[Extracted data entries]
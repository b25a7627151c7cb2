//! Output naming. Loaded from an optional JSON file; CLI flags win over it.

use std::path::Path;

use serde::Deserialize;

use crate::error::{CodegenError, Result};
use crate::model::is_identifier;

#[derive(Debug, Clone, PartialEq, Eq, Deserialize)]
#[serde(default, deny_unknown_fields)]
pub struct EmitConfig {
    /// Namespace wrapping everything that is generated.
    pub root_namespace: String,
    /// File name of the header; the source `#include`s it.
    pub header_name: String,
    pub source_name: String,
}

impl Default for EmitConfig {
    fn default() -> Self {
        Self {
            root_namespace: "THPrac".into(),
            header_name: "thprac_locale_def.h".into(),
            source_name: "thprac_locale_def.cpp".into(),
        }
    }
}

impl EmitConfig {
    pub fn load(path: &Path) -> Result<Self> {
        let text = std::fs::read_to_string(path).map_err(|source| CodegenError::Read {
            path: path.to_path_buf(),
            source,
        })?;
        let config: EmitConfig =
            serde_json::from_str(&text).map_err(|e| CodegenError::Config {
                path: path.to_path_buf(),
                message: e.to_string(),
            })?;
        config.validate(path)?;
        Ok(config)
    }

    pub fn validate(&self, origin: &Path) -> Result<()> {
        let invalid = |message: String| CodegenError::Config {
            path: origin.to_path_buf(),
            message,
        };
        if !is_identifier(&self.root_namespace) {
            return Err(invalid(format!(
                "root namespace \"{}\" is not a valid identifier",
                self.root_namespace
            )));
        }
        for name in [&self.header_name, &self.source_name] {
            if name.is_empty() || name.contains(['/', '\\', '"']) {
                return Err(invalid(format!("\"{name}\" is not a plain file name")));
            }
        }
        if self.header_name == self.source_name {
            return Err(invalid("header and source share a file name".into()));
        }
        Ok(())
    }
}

TASK STATEMENT ::
Each line from the one containing "for name in" to the final line above should be written out exactly; please omit the others.

RESULT FOR THIS TASK ::
        for name in [&self.header_name, &self.source_name] {
            if name.is_empty() || name.contains(['/', '\\', '"']) {
                return Err(invalid(format!("\"{name}\" is not a plain file name")));
            }
        }
        if self.header_name == self.source_name {
            return Err(invalid("header and source share a file name".into()));
        }
        Ok(())
    }
}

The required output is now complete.